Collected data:
────────

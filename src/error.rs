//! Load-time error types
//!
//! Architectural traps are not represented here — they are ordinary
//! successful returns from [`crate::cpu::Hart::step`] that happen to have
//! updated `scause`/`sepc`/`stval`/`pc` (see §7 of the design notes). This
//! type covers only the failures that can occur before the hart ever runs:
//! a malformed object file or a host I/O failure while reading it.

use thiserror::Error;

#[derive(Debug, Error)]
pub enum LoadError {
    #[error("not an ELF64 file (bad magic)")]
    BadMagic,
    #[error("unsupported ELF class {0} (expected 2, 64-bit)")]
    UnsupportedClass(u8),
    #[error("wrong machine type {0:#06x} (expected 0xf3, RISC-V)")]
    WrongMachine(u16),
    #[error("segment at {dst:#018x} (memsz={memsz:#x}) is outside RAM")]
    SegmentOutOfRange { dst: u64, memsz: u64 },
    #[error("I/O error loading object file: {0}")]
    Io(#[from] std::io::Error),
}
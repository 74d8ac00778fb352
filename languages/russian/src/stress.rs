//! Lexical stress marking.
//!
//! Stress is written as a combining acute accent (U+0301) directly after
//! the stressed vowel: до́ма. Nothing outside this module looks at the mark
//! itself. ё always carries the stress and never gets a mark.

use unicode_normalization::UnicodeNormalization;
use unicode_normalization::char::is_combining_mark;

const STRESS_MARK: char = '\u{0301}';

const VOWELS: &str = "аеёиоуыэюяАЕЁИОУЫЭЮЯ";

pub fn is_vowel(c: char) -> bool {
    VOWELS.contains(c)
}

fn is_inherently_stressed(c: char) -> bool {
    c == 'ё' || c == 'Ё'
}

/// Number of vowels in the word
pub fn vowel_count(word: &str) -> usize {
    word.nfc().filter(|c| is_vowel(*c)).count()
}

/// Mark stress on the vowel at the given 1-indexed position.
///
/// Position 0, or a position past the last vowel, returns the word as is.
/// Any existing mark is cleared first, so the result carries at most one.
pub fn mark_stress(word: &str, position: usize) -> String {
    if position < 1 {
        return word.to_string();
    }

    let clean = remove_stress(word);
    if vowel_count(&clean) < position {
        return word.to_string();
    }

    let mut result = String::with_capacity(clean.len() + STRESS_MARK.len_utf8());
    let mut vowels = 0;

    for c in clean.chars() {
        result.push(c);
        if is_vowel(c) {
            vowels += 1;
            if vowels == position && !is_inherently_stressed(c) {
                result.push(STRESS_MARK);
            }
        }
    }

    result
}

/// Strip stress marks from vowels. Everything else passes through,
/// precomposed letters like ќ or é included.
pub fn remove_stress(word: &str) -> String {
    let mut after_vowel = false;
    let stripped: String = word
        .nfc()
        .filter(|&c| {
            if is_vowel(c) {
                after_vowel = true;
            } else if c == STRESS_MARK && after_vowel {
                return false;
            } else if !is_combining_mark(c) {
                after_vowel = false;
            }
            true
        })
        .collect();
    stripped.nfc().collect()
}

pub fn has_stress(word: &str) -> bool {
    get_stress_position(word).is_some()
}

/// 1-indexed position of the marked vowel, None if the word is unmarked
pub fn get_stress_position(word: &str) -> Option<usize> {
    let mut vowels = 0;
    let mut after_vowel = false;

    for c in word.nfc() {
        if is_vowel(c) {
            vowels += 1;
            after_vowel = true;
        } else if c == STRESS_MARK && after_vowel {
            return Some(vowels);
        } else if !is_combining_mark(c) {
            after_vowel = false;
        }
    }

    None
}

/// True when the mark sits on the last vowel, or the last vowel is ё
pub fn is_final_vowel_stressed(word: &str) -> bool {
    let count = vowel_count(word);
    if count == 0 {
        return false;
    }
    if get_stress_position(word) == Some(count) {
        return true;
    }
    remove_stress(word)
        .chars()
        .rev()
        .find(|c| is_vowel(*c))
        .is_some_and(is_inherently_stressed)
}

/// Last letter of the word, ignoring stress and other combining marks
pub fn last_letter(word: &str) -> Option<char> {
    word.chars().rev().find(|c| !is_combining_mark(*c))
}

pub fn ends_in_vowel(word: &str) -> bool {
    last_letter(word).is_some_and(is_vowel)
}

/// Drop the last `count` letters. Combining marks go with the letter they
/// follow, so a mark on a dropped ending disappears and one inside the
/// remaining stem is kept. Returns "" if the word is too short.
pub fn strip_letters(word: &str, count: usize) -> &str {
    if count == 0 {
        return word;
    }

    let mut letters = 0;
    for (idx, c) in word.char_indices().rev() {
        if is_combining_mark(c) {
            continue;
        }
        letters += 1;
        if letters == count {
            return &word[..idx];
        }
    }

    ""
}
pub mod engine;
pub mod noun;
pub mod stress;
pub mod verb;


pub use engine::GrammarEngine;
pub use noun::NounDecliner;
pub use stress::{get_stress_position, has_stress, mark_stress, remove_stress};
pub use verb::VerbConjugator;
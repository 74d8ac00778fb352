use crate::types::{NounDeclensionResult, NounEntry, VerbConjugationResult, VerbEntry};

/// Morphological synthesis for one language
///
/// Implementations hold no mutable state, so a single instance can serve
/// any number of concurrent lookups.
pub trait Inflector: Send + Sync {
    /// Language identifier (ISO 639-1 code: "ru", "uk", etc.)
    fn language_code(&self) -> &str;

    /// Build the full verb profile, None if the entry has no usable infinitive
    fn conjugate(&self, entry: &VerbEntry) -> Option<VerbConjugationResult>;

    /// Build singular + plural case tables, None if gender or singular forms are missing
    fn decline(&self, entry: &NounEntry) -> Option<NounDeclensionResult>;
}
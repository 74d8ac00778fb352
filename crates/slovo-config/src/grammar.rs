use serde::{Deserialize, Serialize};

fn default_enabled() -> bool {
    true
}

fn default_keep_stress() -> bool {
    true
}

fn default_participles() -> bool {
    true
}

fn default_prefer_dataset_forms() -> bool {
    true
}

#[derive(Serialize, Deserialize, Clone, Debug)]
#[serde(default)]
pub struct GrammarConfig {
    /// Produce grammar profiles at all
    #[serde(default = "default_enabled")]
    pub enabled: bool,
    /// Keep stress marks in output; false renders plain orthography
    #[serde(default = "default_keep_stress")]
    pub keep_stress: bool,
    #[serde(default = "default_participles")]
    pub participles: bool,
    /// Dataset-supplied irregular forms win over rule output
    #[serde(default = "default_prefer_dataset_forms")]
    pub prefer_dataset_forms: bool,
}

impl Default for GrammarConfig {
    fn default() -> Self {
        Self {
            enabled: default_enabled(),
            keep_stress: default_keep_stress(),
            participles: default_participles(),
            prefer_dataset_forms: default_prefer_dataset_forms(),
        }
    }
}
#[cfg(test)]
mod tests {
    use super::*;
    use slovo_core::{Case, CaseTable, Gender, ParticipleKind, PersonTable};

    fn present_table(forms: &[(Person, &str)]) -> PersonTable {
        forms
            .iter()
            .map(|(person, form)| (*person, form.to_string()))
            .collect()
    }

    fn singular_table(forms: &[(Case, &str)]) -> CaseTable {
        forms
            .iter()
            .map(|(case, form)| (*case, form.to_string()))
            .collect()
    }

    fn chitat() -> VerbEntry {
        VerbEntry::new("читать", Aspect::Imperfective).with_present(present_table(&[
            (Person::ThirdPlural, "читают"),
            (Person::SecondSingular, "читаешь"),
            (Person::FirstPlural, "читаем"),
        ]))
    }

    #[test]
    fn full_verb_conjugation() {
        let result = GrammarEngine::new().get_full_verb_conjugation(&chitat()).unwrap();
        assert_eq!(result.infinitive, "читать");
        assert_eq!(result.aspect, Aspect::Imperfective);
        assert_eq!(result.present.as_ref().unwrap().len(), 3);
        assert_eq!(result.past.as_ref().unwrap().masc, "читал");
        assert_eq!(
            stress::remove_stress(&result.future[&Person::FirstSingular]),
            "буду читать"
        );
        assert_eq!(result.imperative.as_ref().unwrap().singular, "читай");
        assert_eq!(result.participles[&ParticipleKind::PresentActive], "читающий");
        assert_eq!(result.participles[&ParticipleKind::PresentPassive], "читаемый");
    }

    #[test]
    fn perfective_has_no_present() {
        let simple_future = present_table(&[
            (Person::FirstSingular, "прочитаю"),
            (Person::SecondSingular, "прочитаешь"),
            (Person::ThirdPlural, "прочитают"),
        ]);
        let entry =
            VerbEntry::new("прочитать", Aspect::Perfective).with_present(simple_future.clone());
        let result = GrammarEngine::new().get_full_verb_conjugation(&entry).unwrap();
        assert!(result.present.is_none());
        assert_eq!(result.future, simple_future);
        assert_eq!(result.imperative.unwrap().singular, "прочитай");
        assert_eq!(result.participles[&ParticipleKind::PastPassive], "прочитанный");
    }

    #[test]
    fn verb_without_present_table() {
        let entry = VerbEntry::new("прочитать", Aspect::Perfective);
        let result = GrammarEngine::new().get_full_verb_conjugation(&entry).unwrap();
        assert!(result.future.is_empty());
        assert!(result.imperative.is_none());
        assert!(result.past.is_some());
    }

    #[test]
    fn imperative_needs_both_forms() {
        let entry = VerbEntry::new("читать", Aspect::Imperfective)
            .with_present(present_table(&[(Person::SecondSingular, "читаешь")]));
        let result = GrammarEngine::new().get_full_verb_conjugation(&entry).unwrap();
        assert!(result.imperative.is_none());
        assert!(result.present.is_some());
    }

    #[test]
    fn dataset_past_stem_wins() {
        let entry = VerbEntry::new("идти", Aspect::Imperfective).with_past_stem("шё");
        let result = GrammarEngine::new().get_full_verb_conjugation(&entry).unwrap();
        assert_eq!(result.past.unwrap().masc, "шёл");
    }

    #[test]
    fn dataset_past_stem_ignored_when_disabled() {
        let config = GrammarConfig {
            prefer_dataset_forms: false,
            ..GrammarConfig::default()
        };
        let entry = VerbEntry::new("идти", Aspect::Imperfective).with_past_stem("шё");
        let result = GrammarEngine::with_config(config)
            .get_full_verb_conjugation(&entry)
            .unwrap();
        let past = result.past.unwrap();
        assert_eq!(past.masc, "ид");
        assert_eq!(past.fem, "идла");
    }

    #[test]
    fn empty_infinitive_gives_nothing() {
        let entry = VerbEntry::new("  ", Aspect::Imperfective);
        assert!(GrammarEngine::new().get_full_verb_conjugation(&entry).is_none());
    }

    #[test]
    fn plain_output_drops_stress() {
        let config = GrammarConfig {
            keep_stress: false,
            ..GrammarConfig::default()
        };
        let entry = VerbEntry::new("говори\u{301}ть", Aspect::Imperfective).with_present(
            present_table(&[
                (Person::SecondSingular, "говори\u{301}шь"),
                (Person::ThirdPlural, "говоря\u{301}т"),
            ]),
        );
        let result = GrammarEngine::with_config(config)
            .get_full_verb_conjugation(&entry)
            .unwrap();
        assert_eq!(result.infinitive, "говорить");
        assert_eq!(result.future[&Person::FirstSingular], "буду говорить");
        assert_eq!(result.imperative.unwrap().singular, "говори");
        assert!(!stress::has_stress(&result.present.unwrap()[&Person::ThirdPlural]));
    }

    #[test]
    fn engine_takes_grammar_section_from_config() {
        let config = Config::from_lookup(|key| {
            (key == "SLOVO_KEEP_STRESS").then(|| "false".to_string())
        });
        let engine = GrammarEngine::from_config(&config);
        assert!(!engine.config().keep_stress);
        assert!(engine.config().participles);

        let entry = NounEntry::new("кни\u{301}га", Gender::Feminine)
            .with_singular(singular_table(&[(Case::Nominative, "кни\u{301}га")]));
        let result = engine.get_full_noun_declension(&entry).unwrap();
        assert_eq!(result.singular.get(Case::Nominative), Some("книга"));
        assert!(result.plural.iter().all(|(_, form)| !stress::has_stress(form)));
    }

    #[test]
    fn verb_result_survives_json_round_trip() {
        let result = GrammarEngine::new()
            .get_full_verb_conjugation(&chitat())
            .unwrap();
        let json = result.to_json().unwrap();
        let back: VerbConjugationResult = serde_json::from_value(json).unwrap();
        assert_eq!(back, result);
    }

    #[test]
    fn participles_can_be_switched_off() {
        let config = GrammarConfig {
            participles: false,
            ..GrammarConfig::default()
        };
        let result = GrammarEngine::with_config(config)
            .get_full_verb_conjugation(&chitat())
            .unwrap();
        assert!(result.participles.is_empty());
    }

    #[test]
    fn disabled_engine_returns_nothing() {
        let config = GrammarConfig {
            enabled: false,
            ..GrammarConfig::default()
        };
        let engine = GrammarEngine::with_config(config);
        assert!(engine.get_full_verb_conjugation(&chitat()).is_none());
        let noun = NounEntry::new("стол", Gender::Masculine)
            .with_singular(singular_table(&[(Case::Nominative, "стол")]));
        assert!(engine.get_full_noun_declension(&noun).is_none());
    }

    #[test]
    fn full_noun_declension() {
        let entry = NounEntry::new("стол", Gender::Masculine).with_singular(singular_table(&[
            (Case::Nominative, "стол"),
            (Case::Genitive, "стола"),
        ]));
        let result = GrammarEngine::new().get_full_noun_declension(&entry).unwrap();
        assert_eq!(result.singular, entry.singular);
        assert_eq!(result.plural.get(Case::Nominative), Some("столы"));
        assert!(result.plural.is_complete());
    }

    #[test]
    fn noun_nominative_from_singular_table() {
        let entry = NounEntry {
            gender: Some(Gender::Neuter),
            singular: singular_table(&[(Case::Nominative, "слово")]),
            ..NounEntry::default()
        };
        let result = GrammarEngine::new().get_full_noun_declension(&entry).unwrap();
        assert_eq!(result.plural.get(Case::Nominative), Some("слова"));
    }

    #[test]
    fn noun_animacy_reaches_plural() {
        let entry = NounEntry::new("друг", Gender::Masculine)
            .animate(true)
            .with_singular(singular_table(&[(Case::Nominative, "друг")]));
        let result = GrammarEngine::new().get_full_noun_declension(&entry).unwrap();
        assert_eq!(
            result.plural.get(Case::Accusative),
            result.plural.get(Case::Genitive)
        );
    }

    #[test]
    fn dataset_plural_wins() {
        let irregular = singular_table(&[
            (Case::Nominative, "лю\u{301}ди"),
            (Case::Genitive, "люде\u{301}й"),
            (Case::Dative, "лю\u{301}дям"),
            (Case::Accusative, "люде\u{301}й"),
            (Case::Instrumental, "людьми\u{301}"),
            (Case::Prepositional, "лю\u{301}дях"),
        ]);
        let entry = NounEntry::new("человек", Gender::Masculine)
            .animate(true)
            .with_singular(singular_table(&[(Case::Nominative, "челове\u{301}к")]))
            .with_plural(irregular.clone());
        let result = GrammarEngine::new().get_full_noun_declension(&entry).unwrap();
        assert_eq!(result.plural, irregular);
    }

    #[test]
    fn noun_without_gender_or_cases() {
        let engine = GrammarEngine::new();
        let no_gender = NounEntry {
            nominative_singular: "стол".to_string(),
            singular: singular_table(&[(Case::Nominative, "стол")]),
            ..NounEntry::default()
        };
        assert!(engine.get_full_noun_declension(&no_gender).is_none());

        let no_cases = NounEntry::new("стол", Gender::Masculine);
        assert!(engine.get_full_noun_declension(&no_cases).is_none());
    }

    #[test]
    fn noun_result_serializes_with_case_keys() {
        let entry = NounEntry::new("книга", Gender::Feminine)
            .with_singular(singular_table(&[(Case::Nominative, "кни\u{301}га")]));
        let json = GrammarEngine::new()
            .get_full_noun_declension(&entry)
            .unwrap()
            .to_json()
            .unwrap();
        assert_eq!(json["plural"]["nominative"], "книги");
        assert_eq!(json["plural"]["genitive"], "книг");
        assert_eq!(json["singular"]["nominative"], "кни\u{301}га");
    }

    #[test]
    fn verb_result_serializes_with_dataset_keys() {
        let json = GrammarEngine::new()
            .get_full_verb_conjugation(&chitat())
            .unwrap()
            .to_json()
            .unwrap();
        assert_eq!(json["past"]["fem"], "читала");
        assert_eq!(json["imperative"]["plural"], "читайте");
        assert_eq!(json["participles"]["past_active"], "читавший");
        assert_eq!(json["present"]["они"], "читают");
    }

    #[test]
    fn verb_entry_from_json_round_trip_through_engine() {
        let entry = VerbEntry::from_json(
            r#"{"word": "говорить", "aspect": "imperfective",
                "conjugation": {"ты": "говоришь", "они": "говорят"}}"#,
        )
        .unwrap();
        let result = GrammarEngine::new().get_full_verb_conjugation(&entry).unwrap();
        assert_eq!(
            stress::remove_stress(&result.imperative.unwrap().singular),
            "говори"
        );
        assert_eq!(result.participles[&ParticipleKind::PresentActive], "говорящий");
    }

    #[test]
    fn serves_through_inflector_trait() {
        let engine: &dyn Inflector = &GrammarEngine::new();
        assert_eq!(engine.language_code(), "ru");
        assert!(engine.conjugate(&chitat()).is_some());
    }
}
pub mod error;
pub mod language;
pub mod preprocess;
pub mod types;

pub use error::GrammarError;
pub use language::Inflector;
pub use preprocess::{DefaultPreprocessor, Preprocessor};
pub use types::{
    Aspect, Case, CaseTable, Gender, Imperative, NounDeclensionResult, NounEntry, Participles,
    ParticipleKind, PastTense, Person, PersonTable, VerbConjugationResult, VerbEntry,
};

────────

- Work request
Read through the entries, then copy every line where the string "CaseTable" is found.

- Result for this exercise
    use slovo_core::{Case, CaseTable, Gender, ParticipleKind, PersonTable};
    fn singular_table(forms: &[(Case, &str)]) -> CaseTable {
    Aspect, Case, CaseTable, Gender, Imperative, NounDeclensionResult, NounEntry, Participles,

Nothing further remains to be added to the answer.